Obtaining a career in the video game industry used to a difficult thing because there were very few options and very few schools that could teach the required cutting edge skills. If you wanted to choose this path you had to be self taught. Today this dilemma has been turned upside down. You now have a plethora of schools to choose from and lots of programs and specialties to decide amongst.
The video game industry has changed over the past ten years. And it has matured. It is now a full-fledged industry. That means there are plenty of opportunities to find a rewarding career without being a hot-shot game programmer. As a matter of fact the days of the hot shot developer are pretty much over. The creation of a state of the art video game now requires a dedicated team of employees with a wide range of skills and interests.
What does this mean for you? It means opportunity in a lot of different disciplines and it means that you have to specialize within a subgenre of the big picture of "Making Video Games".

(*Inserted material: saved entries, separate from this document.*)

//! Read-only introspection endpoints under `/gateway/`.

pub mod auth;
pub mod handlers;

use axum::{middleware, routing::get, Router};

use self::auth::admin_auth_middleware;
use self::handlers::*;
use crate::http::server::AppState;

pub fn setup_admin_router(state: AppState) -> Router<AppState> {
    Router::new()
        .route("/gateway/services", get(get_services))
        .route("/gateway/routes", get(get_routes))
        .route("/gateway/stats", get(get_stats))
        .route("/gateway/breakers", get(get_breakers))
        .route_layer(middleware::from_fn_with_state(state, admin_auth_middleware))
}
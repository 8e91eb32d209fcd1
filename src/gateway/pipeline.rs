//! Request pipeline: resolve, authorize, limit, admit, forward, record.

use std::sync::Arc;
use std::time::Instant;

use arc_swap::ArcSwap;
use axum::body::Body;
use axum::http::{header, HeaderMap, HeaderName, HeaderValue, Method, Request, Response};

use super::forward::{ForwardRequest, Forwarder};
use super::identity::ClientContext;
use super::outcome::GatewayError;
use crate::config::schema::{GatewayConfig, PipelineConfig};
use crate::config::validation::{validate_config, ValidationError};
use crate::observability::metrics;
use crate::registry::{ServiceEndpoint, ServiceRegistry};
use crate::resilience::circuit_breaker::{self, CallPermit, CircuitBreakers};
use crate::routing::RouteRule;
use crate::security::rate_limit::RateLimiters;

const X_FORWARDED_FOR: &str = "x-forwarded-for";

/// Headers that describe the client connection, not the request.
const HOP_BY_HOP: [&str; 8] = [
    "connection",
    "keep-alive",
    "proxy-authenticate",
    "proxy-authorization",
    "te",
    "trailer",
    "transfer-encoding",
    "upgrade",
];

/// A matched route together with the service it targets.
#[derive(Debug, Clone)]
pub struct ResolvedRoute {
    pub rule: RouteRule,
    pub service: ServiceEndpoint,
    /// Upstream path after prefix stripping (query excluded).
    pub forward_path: String,
}

/// The gateway request pipeline and the shared state it consults.
pub struct Gateway {
    registry: Arc<ServiceRegistry>,
    breakers: CircuitBreakers,
    limiters: Arc<ArcSwap<RateLimiters>>,
    settings: ArcSwap<PipelineConfig>,
    forwarder: Arc<dyn Forwarder>,
}

impl std::fmt::Debug for Gateway {
    fn fmt(&self, f: &mut std::fmt::Formatter<'_>) -> std::fmt::Result {
        f.debug_struct("Gateway")
            .field("registry", &self.registry)
            .field("breakers", &self.breakers)
            .finish_non_exhaustive()
    }
}

impl Gateway {
    /// Wire a pipeline around an already populated registry.
    pub fn new(
        registry: Arc<ServiceRegistry>,
        config: &GatewayConfig,
        forwarder: Arc<dyn Forwarder>,
    ) -> Self {
        let breakers = CircuitBreakers::new(config.circuit_breaker);
        breakers.sync(config.circuit_breaker, &registry.list_services());

        Self {
            registry,
            breakers,
            limiters: Arc::new(ArcSwap::from_pointee(RateLimiters::from_config(
                &config.rate_limit,
            ))),
            settings: ArcSwap::from_pointee(config.gateway.clone()),
            forwarder,
        }
    }

    pub fn registry(&self) -> &Arc<ServiceRegistry> {
        &self.registry
    }

    pub fn breakers(&self) -> &CircuitBreakers {
        &self.breakers
    }

    /// Shared handle to the current limiter set (for the idle sweeper).
    pub fn limiters(&self) -> Arc<ArcSwap<RateLimiters>> {
        Arc::clone(&self.limiters)
    }

    pub fn settings(&self) -> Arc<PipelineConfig> {
        self.settings.load_full()
    }

    /// Find the route and service for a request.
    pub fn resolve(&self, method: &Method, path: &str) -> Result<ResolvedRoute, GatewayError> {
        let (rule, service) = self.registry.find_route(method, path).ok_or_else(|| {
            GatewayError::NotFound {
                method: method.clone(),
                path: path.to_string(),
            }
        })?;

        let forward_path = rule.forward_path(path);
        Ok(ResolvedRoute {
            rule,
            service,
            forward_path,
        })
    }

    /// Whether `path` bypasses rate limiting and circuit breaking.
    pub fn is_exempt(&self, path: &str) -> bool {
        is_exempt(&self.settings.load().exempt_paths, path)
    }

    /// Run the rate limiters and take a breaker permit.
    fn admit(
        &self,
        resolved: &ResolvedRoute,
        client: &ClientContext,
    ) -> Result<CallPermit, GatewayError> {
        self.limiters
            .load()
            .check(client.ip, client.user.as_deref())
            .map_err(|rejection| {
                tracing::warn!(
                    client_ip = %client.ip,
                    policy = %rejection.policy,
                    scope = %rejection.scope,
                    "Rate limit exceeded"
                );
                GatewayError::RateLimited(rejection)
            })?;

        let breaker = self.breakers.get(&resolved.service);
        breaker.try_acquire().ok_or_else(|| {
            let service = resolved.service.name.clone();
            tracing::warn!(service = %service, "Circuit open, rejecting request");
            metrics::record_circuit_rejected(&service);
            GatewayError::CircuitOpen {
                service,
                retry_after: circuit_breaker::retry_after(&breaker, Instant::now()),
            }
        })
    }

    /// Handle one proxied request end to end.
    ///
    /// Only forwarded calls report to the breaker: rate-limit and circuit-open
    /// rejections never count as failures.
    pub async fn handle(
        &self,
        request: Request<Body>,
        client: &ClientContext,
    ) -> Result<Response<Body>, GatewayError> {
        let resolved = self.resolve(request.method(), request.uri().path())?;
        self.dispatch(resolved, request, client).await
    }

    /// Run the remaining pipeline steps for an already resolved request.
    pub async fn dispatch(
        &self,
        resolved: ResolvedRoute,
        request: Request<Body>,
        client: &ClientContext,
    ) -> Result<Response<Body>, GatewayError> {
        let settings = self.settings.load_full();
        let (parts, body) = request.into_parts();
        let path = parts.uri.path();

        if resolved.rule.require_auth && client.user.is_none() {
            tracing::debug!(path = %path, service = %resolved.service.name, "Missing identity");
            return Err(GatewayError::Unauthorized);
        }

        if content_length(&parts.headers).is_some_and(|len| len > settings.max_body_bytes) {
            return Err(GatewayError::PayloadTooLarge {
                limit: settings.max_body_bytes,
            });
        }

        let permit = if is_exempt(&settings.exempt_paths, path) {
            None
        } else {
            Some(self.admit(&resolved, client)?)
        };

        let path_and_query = match parts.uri.query() {
            Some(query) => format!("{}?{}", resolved.forward_path, query),
            None => resolved.forward_path.clone(),
        };
        let forward = ForwardRequest {
            service: resolved.service.name.clone(),
            url: resolved.service.target_url(&path_and_query),
            method: parts.method.clone(),
            headers: upstream_headers(&parts.headers, &resolved, client),
            body,
            timeout: resolved.service.timeout,
        };

        tracing::debug!(
            method = %forward.method,
            path = %path,
            service = %forward.service,
            upstream = %forward.url,
            "Forwarding request"
        );

        match self.forwarder.forward(forward).await {
            Ok(response) => {
                if let Some(permit) = permit {
                    permit.record(!response.status().is_server_error());
                }
                Ok(response)
            }
            Err(e) => {
                if let Some(permit) = permit {
                    if e.is_backend_failure() {
                        permit.failure();
                    }
                }
                Err(e.into())
            }
        }
    }

    /// Apply a new configuration: registry, breakers, limiters and pipeline
    /// settings. Nothing changes if the configuration is invalid.
    pub fn reload(&self, config: &GatewayConfig) -> Result<(), Vec<ValidationError>> {
        validate_config(config)?;
        self.registry.apply_config(config)?;

        self.breakers
            .sync(config.circuit_breaker, &self.registry.list_services());
        self.limiters
            .store(Arc::new(RateLimiters::from_config(&config.rate_limit)));
        self.settings.store(Arc::new(config.gateway.clone()));

        tracing::info!(
            services = config.services.len(),
            routes = config.routes.len(),
            policies = config.rate_limit.policies.len(),
            "Gateway configuration reloaded"
        );
        Ok(())
    }
}

fn is_exempt(exempt_paths: &[String], path: &str) -> bool {
    exempt_paths.iter().any(|exempt| {
        if exempt.ends_with('/') {
            path.starts_with(exempt.as_str()) || path == exempt.trim_end_matches('/')
        } else {
            path == exempt
        }
    })
}

fn content_length(headers: &HeaderMap) -> Option<usize> {
    headers
        .get(header::CONTENT_LENGTH)
        .and_then(|v| v.to_str().ok())
        .and_then(|v| v.parse().ok())
}

/// Inbound headers minus hop-by-hop and `Host`, plus configured service and
/// route headers (route wins) and the client in `X-Forwarded-For`.
fn upstream_headers(inbound: &HeaderMap, resolved: &ResolvedRoute, client: &ClientContext) -> HeaderMap {
    let mut headers = HeaderMap::with_capacity(inbound.len() + 1);
    for (name, value) in inbound {
        if name == header::HOST || HOP_BY_HOP.contains(&name.as_str()) {
            continue;
        }
        headers.append(name.clone(), value.clone());
    }

    let configured = resolved
        .service
        .headers
        .iter()
        .chain(resolved.rule.headers.iter());
    for (name, value) in configured {
        match (
            HeaderName::from_bytes(name.as_bytes()),
            HeaderValue::from_str(value),
        ) {
            (Ok(name), Ok(value)) => {
                headers.insert(name, value);
            }
            _ => tracing::warn!(header = %name, "Skipping invalid configured header"),
        }
    }

    let forwarded_for = match headers.get(X_FORWARDED_FOR).and_then(|v| v.to_str().ok()) {
        Some(prior) => format!("{}, {}", prior, client.ip),
        None => client.ip.to_string(),
    };
    if let Ok(value) = HeaderValue::from_str(&forwarded_for) {
        headers.insert(X_FORWARDED_FOR, value);
    }
    headers
}
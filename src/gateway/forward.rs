//! Forwarding to upstream services.
//!
//! The pipeline only needs a success/failure classification from the
//! forwarder; response bodies are streamed back untouched.

use std::future::Future;
use std::pin::Pin;
use std::time::Duration;

use axum::body::Body;
use axum::http::{HeaderMap, Method, Request, Response};
use tokio::time;

use crate::http::client::{upstream_client, UpstreamClient};

/// A fully resolved upstream call.
#[derive(Debug)]
pub struct ForwardRequest {
    pub service: String,
    /// Absolute target URL including the rewritten path and query.
    pub url: String,
    pub method: Method,
    pub headers: HeaderMap,
    pub body: Body,
    pub timeout: Duration,
}

#[derive(Debug, thiserror::Error)]
pub enum ForwardError {
    /// The call could not be built; the service was never contacted.
    #[error("invalid upstream request: {0}")]
    InvalidRequest(String),

    #[error("upstream request failed: {0}")]
    Upstream(String),

    #[error("upstream timed out after {0:?}")]
    Timeout(Duration),
}

impl ForwardError {
    /// Whether this error reflects on the service's health.
    pub fn is_backend_failure(&self) -> bool {
        !matches!(self, ForwardError::InvalidRequest(_))
    }
}

/// Boxed future returned by [`Forwarder::forward`].
pub type ForwardFuture<'a> =
    Pin<Box<dyn Future<Output = Result<Response<Body>, ForwardError>> + Send + 'a>>;

/// The reverse-proxy collaborator.
pub trait Forwarder: Send + Sync {
    fn forward(&self, request: ForwardRequest) -> ForwardFuture<'_>;
}

/// Forwarder backed by a pooled hyper client (`http` and `https` upstreams).
#[derive(Clone)]
pub struct HyperForwarder {
    client: UpstreamClient,
}

impl Default for HyperForwarder {
    fn default() -> Self {
        Self::new()
    }
}

impl HyperForwarder {
    pub fn new() -> Self {
        Self {
            client: upstream_client(),
        }
    }
}

impl Forwarder for HyperForwarder {
    fn forward(&self, request: ForwardRequest) -> ForwardFuture<'_> {
        Box::pin(async move {
            let mut builder = Request::builder()
                .method(request.method)
                .uri(request.url.as_str());
            if let Some(headers) = builder.headers_mut() {
                *headers = request.headers;
            }
            let upstream = builder
                .body(request.body)
                .map_err(|e| ForwardError::InvalidRequest(e.to_string()))?;

            match time::timeout(request.timeout, self.client.request(upstream)).await {
                Ok(Ok(response)) => {
                    let (parts, body) = response.into_parts();
                    Ok(Response::from_parts(parts, Body::new(body)))
                }
                Ok(Err(e)) => {
                    tracing::error!(service = %request.service, url = %request.url, error = %e, "Upstream error");
                    Err(ForwardError::Upstream(e.to_string()))
                }
                Err(_) => {
                    tracing::warn!(service = %request.service, url = %request.url, timeout = ?request.timeout, "Upstream timeout");
                    Err(ForwardError::Timeout(request.timeout))
                }
            }
        })
    }
}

First Things First - Learning some basic concepts of game design
Before you pack off and go to a video game school or dish out the dollars for an online school there are some things you should do. Being great at video games is not enough to insure you will have a successful career in the video game industry. And working in the video game industry is not as much fun as playing a video game. Your job will probably not be to play video games for eight hours a day -although there are a few jobs like this.
- Have an understanding of video games, how they're played, and what they're all about. have a feel for the game industry. Know what games are out there, what styles of play they have and how they handle the game playing experience. Chances are good that you already fulfill this requirement.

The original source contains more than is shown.